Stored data
┏━━

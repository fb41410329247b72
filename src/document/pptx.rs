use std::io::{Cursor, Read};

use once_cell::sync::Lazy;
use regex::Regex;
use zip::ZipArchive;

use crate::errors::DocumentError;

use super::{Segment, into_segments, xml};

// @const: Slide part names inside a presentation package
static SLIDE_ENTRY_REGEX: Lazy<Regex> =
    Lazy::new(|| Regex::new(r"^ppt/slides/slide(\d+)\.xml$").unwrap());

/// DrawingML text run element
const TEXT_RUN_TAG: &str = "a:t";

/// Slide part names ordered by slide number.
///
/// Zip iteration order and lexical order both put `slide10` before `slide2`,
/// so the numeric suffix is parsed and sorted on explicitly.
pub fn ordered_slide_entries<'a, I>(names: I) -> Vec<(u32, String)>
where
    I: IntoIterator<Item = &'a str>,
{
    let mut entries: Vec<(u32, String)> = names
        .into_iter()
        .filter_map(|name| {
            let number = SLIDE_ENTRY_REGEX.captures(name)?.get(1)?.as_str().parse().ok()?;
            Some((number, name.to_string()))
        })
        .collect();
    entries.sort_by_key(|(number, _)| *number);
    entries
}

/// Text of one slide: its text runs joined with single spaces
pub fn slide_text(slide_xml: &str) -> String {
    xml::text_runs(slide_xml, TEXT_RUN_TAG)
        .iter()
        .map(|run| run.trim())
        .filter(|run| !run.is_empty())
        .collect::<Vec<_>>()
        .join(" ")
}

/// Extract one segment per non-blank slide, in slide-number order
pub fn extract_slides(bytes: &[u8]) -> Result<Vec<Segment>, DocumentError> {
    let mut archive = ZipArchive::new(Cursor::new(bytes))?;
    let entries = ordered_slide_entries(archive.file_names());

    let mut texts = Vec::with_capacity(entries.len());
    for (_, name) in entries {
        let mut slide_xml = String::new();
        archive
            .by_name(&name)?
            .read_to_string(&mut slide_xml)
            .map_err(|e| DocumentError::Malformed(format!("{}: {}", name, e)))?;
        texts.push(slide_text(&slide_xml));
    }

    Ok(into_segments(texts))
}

┗━━
┏━━

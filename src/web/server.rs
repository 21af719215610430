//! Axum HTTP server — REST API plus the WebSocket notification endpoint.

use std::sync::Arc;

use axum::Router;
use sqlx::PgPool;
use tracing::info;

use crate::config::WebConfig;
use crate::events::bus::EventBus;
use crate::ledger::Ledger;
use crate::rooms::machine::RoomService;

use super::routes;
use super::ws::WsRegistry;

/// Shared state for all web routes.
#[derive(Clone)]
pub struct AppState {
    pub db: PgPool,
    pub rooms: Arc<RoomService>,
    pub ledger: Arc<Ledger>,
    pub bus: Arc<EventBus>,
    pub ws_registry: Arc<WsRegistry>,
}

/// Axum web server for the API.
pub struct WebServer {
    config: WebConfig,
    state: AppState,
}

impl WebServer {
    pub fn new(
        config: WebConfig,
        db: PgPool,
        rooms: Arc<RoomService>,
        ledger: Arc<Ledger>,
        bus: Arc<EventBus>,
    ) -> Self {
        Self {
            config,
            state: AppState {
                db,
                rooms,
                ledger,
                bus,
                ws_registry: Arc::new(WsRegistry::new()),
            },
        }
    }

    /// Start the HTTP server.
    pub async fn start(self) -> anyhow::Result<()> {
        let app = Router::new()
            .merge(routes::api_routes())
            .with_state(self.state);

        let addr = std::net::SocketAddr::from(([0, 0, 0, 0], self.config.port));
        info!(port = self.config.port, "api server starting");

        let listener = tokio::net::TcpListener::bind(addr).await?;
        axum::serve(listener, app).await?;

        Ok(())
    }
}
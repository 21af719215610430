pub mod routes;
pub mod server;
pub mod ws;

┗━━
┏━━

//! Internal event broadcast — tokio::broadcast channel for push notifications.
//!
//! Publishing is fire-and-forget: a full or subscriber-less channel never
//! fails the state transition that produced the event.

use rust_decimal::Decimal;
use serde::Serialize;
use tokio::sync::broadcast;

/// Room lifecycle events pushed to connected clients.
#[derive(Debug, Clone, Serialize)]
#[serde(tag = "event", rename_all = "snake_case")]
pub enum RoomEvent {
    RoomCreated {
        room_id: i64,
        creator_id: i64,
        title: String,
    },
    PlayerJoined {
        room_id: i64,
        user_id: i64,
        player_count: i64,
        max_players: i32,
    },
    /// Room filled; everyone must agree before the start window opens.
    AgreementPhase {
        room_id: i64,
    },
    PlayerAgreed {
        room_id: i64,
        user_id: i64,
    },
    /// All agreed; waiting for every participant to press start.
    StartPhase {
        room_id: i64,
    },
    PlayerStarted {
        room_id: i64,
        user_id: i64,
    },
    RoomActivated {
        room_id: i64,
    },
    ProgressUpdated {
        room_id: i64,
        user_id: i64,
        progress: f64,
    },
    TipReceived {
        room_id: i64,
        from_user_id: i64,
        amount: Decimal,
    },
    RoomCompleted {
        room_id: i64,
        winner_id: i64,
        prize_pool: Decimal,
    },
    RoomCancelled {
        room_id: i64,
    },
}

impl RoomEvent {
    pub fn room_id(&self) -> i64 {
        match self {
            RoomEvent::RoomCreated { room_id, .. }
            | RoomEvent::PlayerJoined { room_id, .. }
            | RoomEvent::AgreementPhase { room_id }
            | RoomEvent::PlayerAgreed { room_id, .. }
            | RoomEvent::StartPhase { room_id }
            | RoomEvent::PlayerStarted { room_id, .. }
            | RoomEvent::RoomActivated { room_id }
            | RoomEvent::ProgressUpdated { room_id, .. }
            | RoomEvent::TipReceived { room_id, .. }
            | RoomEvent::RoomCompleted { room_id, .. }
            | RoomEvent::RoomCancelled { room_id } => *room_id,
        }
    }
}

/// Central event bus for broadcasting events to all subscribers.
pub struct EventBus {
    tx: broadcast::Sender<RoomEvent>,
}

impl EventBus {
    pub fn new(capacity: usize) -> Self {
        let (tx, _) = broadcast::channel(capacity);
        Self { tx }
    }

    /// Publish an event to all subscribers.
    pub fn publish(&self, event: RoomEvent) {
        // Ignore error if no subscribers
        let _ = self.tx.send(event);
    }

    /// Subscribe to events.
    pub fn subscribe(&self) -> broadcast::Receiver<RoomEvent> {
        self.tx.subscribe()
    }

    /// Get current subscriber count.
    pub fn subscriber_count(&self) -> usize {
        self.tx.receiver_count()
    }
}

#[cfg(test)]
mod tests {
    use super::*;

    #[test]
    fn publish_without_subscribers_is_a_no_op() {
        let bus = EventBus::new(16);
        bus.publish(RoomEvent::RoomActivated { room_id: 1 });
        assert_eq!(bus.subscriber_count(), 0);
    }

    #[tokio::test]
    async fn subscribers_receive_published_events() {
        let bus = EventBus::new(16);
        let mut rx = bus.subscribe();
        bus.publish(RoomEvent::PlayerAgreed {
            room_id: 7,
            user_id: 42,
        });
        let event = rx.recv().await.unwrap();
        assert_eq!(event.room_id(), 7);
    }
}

┗━━

On how many lines above does the word "config" appear? Answer with that figure only.

EXERCISE ANSWER:
6